*** GIVEN DATA Section Begins ***
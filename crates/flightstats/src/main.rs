//! `flightstats` - CLI for flightstats
//!
//! This binary is the composition root: it loads configuration, opens the
//! database (seeding it on first creation), and drives the repository, the
//! live views and the refresh job.

#![warn(missing_debug_implementations)]
#![deny(unsafe_code)]

use std::collections::BTreeMap;
use std::sync::Arc;

use anyhow::{bail, Context};
use clap::Parser;
use tokio::time::{interval_at, Duration, Instant, MissedTickBehavior};
use tracing::{info, warn};

use flightstats::cli::{Cli, Command, ConfigCommand, RunCommand};
use flightstats::report::{self, FlightView, Report};
use flightstats::{
    generator, init_logging, Config, FlightRecord, FlightRepository, JobOutcome, RefreshJob,
    Storage,
};

#[tokio::main]
async fn main() -> anyhow::Result<()> {
    let cli = Cli::parse();

    init_logging(cli.verbosity());

    let config = Config::load_from(cli.config.clone())?;

    match cli.command {
        Command::Show(cmd) => handle_show(&open_repository(&config)?, cmd.json).await,
        Command::Flights(cmd) => {
            handle_flights(&open_repository(&config)?, &cmd.flight_number, cmd.json).await
        }
        Command::Average(cmd) => {
            handle_average(&open_repository(&config)?, &cmd.flight_number).await
        }
        Command::Refresh => handle_refresh(&open_repository(&config)?, &config).await,
        Command::Run(cmd) => handle_run(&open_repository(&config)?, &config, &cmd).await,
        Command::Watch => handle_watch(&open_repository(&config)?).await,
        Command::Status(cmd) => handle_status(&open_repository(&config)?, cmd.json).await,
        Command::Config(cmd) => handle_config(&config, cmd),
    }
}

fn open_repository(config: &Config) -> anyhow::Result<FlightRepository> {
    let path = config.database_path();
    let storage = Storage::open(&path)
        .with_context(|| format!("opening flight database at {}", path.display()))?;

    generator::seed_if_needed(&storage, &config.generator).context("seeding new database")?;

    Ok(FlightRepository::new(Arc::new(storage)))
}

async fn handle_show(repo: &FlightRepository, json: bool) -> anyhow::Result<()> {
    let averages = repo.average_durations().await?.current();
    let flights = repo.all_flights().await?.current();

    if json {
        println!(
            "{}",
            serde_json::to_string_pretty(&Report::new(&averages, &flights))?
        );
    } else {
        render_overview(&averages, &flights);
    }
    Ok(())
}

async fn handle_flights(
    repo: &FlightRepository,
    flight_number: &str,
    json: bool,
) -> anyhow::Result<()> {
    let flights = repo.flights_by_number(flight_number).await?.current();

    if json {
        let views: Vec<FlightView<'_>> = flights.iter().map(FlightView::from).collect();
        println!("{}", serde_json::to_string_pretty(&views)?);
    } else {
        print!("{}", report::render_flights(&flights));
    }
    Ok(())
}

async fn handle_average(repo: &FlightRepository, flight_number: &str) -> anyhow::Result<()> {
    let avg = repo.average_duration_for(flight_number).await?;
    if avg == 0 {
        println!("Flight {flight_number}: no records");
    } else {
        println!(
            "Flight {flight_number}: {} ({avg} ms)",
            report::format_millis(avg)
        );
    }
    Ok(())
}

async fn handle_refresh(repo: &FlightRepository, config: &Config) -> anyhow::Result<()> {
    let job = RefreshJob::from_config(Arc::clone(repo.storage()), &config.generator);
    match job.run_async().await {
        JobOutcome::Success { inserted } => {
            println!("Inserted {inserted} flights");
            Ok(())
        }
        JobOutcome::Retry { reason } => bail!("refresh failed, try again later: {reason}"),
    }
}

async fn handle_run(
    repo: &FlightRepository,
    config: &Config,
    cmd: &RunCommand,
) -> anyhow::Result<()> {
    let period = cmd.interval_hours.map_or_else(
        || config.refresh_interval(),
        |hours| Duration::from_secs(u64::from(hours) * 60 * 60),
    );
    let start = if cmd.delay_first {
        Instant::now() + period
    } else {
        Instant::now()
    };
    let mut ticker = interval_at(start, period);
    ticker.set_missed_tick_behavior(MissedTickBehavior::Delay);

    let job = RefreshJob::from_config(Arc::clone(repo.storage()), &config.generator);
    let mut averages = repo.average_durations().await?;
    print!("{}", report::render_averages(&averages.current()));

    info!("Refreshing every {}s, press Ctrl-C to stop", period.as_secs());
    loop {
        tokio::select! {
            result = tokio::signal::ctrl_c() => {
                result.context("waiting for Ctrl-C")?;
                info!("Stopping");
                break;
            }
            _ = ticker.tick() => {
                if let JobOutcome::Retry { .. } = job.run_async().await {
                    warn!("Refresh will be retried at the next tick");
                }
            }
            snapshot = averages.changed() => {
                println!();
                print!("{}", report::render_averages(&snapshot?));
            }
        }
    }
    Ok(())
}

fn render_overview(averages: &BTreeMap<String, i64>, flights: &[FlightRecord]) {
    print!("{}", report::render_averages(averages));
    println!();
    print!("{}", report::render_flights(flights));
}

async fn handle_watch(repo: &FlightRepository) -> anyhow::Result<()> {
    let mut averages = repo.average_durations().await?;
    let mut flights = repo.all_flights().await?;

    render_overview(&averages.current(), &flights.current());

    info!("Watching for changes, press Ctrl-C to stop");
    loop {
        tokio::select! {
            result = tokio::signal::ctrl_c() => {
                result.context("waiting for Ctrl-C")?;
                info!("Stopping");
                break;
            }
            snapshot = averages.changed() => {
                println!();
                render_overview(&snapshot?, &flights.current());
            }
            snapshot = flights.changed() => {
                println!();
                render_overview(&averages.current(), &snapshot?);
            }
        }
    }
    Ok(())
}

async fn handle_status(repo: &FlightRepository, json: bool) -> anyhow::Result<()> {
    let stats = repo.stats().await?;
    let path = repo.storage().path().display().to_string();

    if json {
        let status = serde_json::json!({
            "database_path": path,
            "stats": stats,
        });
        println!("{}", serde_json::to_string_pretty(&status)?);
    } else {
        let day = |millis: Option<i64>| {
            millis
                .and_then(report::local_date)
                .map_or_else(|| "-".to_string(), |dt| dt.format("%Y-%m-%d").to_string())
        };
        println!("flightstats status");
        println!("------------------");
        println!("Database:       {path}");
        println!("Flights:        {}", stats.total_flights);
        println!("Flight numbers: {}", stats.flight_numbers);
        println!("First day:      {}", day(stats.earliest_date));
        println!("Last day:       {}", day(stats.latest_date));
        println!("Size (bytes):   {}", stats.db_size_bytes);
    }
    Ok(())
}

fn handle_config(config: &Config, cmd: ConfigCommand) -> anyhow::Result<()> {
    match cmd {
        ConfigCommand::Show { json } => {
            if json {
                println!("{}", serde_json::to_string_pretty(config)?);
            } else {
                println!("Current Configuration");
                println!("=====================");
                println!();
                println!("[Storage]");
                println!("  Database path:      {}", config.database_path().display());
                println!();
                println!("[Generator]");
                println!("  Seed on create:     {}", config.generator.seed_on_create);
                println!(
                    "  Refresh interval:   {}h",
                    config.generator.refresh_interval_hours
                );
                println!(
                    "  Refresh all routes: {}",
                    config.generator.refresh_all_routes
                );
            }
        }
        ConfigCommand::Path => {
            println!("{}", Config::default_config_path().display());
        }
        ConfigCommand::Validate { file } => {
            let path = file.unwrap_or_else(Config::default_config_path);
            println!("Validating configuration: {}", path.display());
            match Config::load_from(Some(path)) {
                Ok(_) => println!("Configuration is valid."),
                Err(e) => println!("Configuration error: {e}"),
            }
        }
    }
    Ok(())
}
*** GIVEN DATA Section Ends ***
EXERCISE =>
Give an exact transcription of the data shown above.

EXERCISE RESPONSE =>
filename crates/flightstats/src/main.rs
//! `flightstats` - CLI for flightstats
//!
//! This binary is the composition root: it loads configuration, opens the
//! database (seeding it on first creation), and drives the repository, the
//! live views and the refresh job.

#![warn(missing_debug_implementations)]
#![deny(unsafe_code)]

use std::collections::BTreeMap;
use std::sync::Arc;

use anyhow::{bail, Context};
use clap::Parser;
use tokio::time::{interval_at, Duration, Instant, MissedTickBehavior};
use tracing::{info, warn};

use flightstats::cli::{Cli, Command, ConfigCommand, RunCommand};
use flightstats::report::{self, FlightView, Report};
use flightstats::{
    generator, init_logging, Config, FlightRecord, FlightRepository, JobOutcome, RefreshJob,
    Storage,
};

#[tokio::main]
async fn main() -> anyhow::Result<()> {
    let cli = Cli::parse();

    init_logging(cli.verbosity());

    let config = Config::load_from(cli.config.clone())?;

    match cli.command {
        Command::Show(cmd) => handle_show(&open_repository(&config)?, cmd.json).await,
        Command::Flights(cmd) => {
            handle_flights(&open_repository(&config)?, &cmd.flight_number, cmd.json).await
        }
        Command::Average(cmd) => {
            handle_average(&open_repository(&config)?, &cmd.flight_number).await
        }
        Command::Refresh => handle_refresh(&open_repository(&config)?, &config).await,
        Command::Run(cmd) => handle_run(&open_repository(&config)?, &config, &cmd).await,
        Command::Watch => handle_watch(&open_repository(&config)?).await,
        Command::Status(cmd) => handle_status(&open_repository(&config)?, cmd.json).await,
        Command::Config(cmd) => handle_config(&config, cmd),
    }
}

fn open_repository(config: &Config) -> anyhow::Result<FlightRepository> {
    let path = config.database_path();
    let storage = Storage::open(&path)
        .with_context(|| format!("opening flight database at {}", path.display()))?;

    generator::seed_if_needed(&storage, &config.generator).context("seeding new database")?;

    Ok(FlightRepository::new(Arc::new(storage)))
}

async fn handle_show(repo: &FlightRepository, json: bool) -> anyhow::Result<()> {
    let averages = repo.average_durations().await?.current();
    let flights = repo.all_flights().await?.current();

    if json {
        println!(
            "{}",
            serde_json::to_string_pretty(&Report::new(&averages, &flights))?
        );
    } else {
        render_overview(&averages, &flights);
    }
    Ok(())
}

async fn handle_flights(
    repo: &FlightRepository,
    flight_number: &str,
    json: bool,
) -> anyhow::Result<()> {
    let flights = repo.flights_by_number(flight_number).await?.current();

    if json {
        let views: Vec<FlightView<'_>> = flights.iter().map(FlightView::from).collect();
        println!("{}", serde_json::to_string_pretty(&views)?);
    } else {
        print!("{}", report::render_flights(&flights));
    }
    Ok(())
}

async fn handle_average(repo: &FlightRepository, flight_number: &str) -> anyhow::Result<()> {
    let avg = repo.average_duration_for(flight_number).await?;
    if avg == 0 {
        println!("Flight {flight_number}: no records");
    } else {
        println!(
            "Flight {flight_number}: {} ({avg} ms)",
            report::format_millis(avg)
        );
    }
    Ok(())
}

async fn handle_refresh(repo: &FlightRepository, config: &Config) -> anyhow::Result<()> {
    let job = RefreshJob::from_config(Arc::clone(repo.storage()), &config.generator);
    match job.run_async().await {
        JobOutcome::Success { inserted } => {
            println!("Inserted {inserted} flights");
            Ok(())
        }
        JobOutcome::Retry { reason } => bail!("refresh failed, try again later: {reason}"),
    }
}

async fn handle_run(
    repo: &FlightRepository,
    config: &Config,
    cmd: &RunCommand,
) -> anyhow::Result<()> {
    let period = cmd.interval_hours.map_or_else(
        || config.refresh_interval(),
        |hours| Duration::from_secs(u64::from(hours) * 60 * 60),
    );
    let start = if cmd.delay_first {
        Instant::now() + period
    } else {
        Instant::now()
    };
    let mut ticker = interval_at(start, period);
    ticker.set_missed_tick_behavior(MissedTickBehavior::Delay);

    let job = RefreshJob::from_config(Arc::clone(repo.storage()), &config.generator);
    let mut averages = repo.average_durations().await?;
    print!("{}", report::render_averages(&averages.current()));

    info!("Refreshing every {}s, press Ctrl-C to stop", period.as_secs());
    loop {
        tokio::select! {
            result = tokio::signal::ctrl_c() => {
                result.context("waiting for Ctrl-C")?;
                info!("Stopping");
                break;
            }
            _ = ticker.tick() => {
                if let JobOutcome::Retry { .. } = job.run_async().await {
                    warn!("Refresh will be retried at the next tick");
                }
            }
            snapshot = averages.changed() => {
                println!();
                print!("{}", report::render_averages(&snapshot?));
            }
        }
    }
    Ok(())
}

fn render_overview(averages: &BTreeMap<String, i64>, flights: &[FlightRecord]) {
    print!("{}", report::render_averages(averages));
    println!();
    print!("{}", report::render_flights(flights));
}

async fn handle_watch(repo: &FlightRepository) -> anyhow::Result<()> {
    let mut averages = repo.average_durations().await?;
    let mut flights = repo.all_flights().await?;

    render_overview(&averages.current(), &flights.current());

    info!("Watching for changes, press Ctrl-C to stop");
    loop {
        tokio::select! {
            result = tokio::signal::ctrl_c() => {
                result.context("waiting for Ctrl-C")?;
                info!("Stopping");
                break;
            }
            snapshot = averages.changed() => {
                println!();
                render_overview(&snapshot?, &flights.current());
            }
            snapshot = flights.changed() => {
                println!();
                render_overview(&averages.current(), &snapshot?);
            }
        }
    }
    Ok(())
}

async fn handle_status(repo: &FlightRepository, json: bool) -> anyhow::Result<()> {
    let stats = repo.stats().await?;
    let path = repo.storage().path().display().to_string();

    if json {
        let status = serde_json::json!({
            "database_path": path,
            "stats": stats,
        });
        println!("{}", serde_json::to_string_pretty(&status)?);
    } else {
        let day = |millis: Option<i64>| {
            millis
                .and_then(report::local_date)
                .map_or_else(|| "-".to_string(), |dt| dt.format("%Y-%m-%d").to_string())
        };
        println!("flightstats status");
        println!("------------------");
        println!("Database:       {path}");
        println!("Flights:        {}", stats.total_flights);
        println!("Flight numbers: {}", stats.flight_numbers);
        println!("First day:      {}", day(stats.earliest_date));
        println!("Last day:       {}", day(stats.latest_date));
        println!("Size (bytes):   {}", stats.db_size_bytes);
    }
    Ok(())
}

fn handle_config(config: &Config, cmd: ConfigCommand) -> anyhow::Result<()> {
    match cmd {
        ConfigCommand::Show { json } => {
            if json {
                println!("{}", serde_json::to_string_pretty(config)?);
            } else {
                println!("Current Configuration");
                println!("=====================");
                println!();
                println!("[Storage]");
                println!("  Database path:      {}", config.database_path().display());
                println!();
                println!("[Generator]");
                println!("  Seed on create:     {}", config.generator.seed_on_create);
                println!(
                    "  Refresh interval:   {}h",
                    config.generator.refresh_interval_hours
                );
                println!(
                    "  Refresh all routes: {}",
                    config.generator.refresh_all_routes
                );
            }
        }
        ConfigCommand::Path => {
            println!("{}", Config::default_config_path().display());
        }
        ConfigCommand::Validate { file } => {
            let path = file.unwrap_or_else(Config::default_config_path);
            println!("Validating configuration: {}", path.display());
            match Config::load_from(Some(path)) {
                Ok(_) => println!("Configuration is valid."),
                Err(e) => println!("Configuration error: {e}"),
            }
        }
    }
    Ok(())
}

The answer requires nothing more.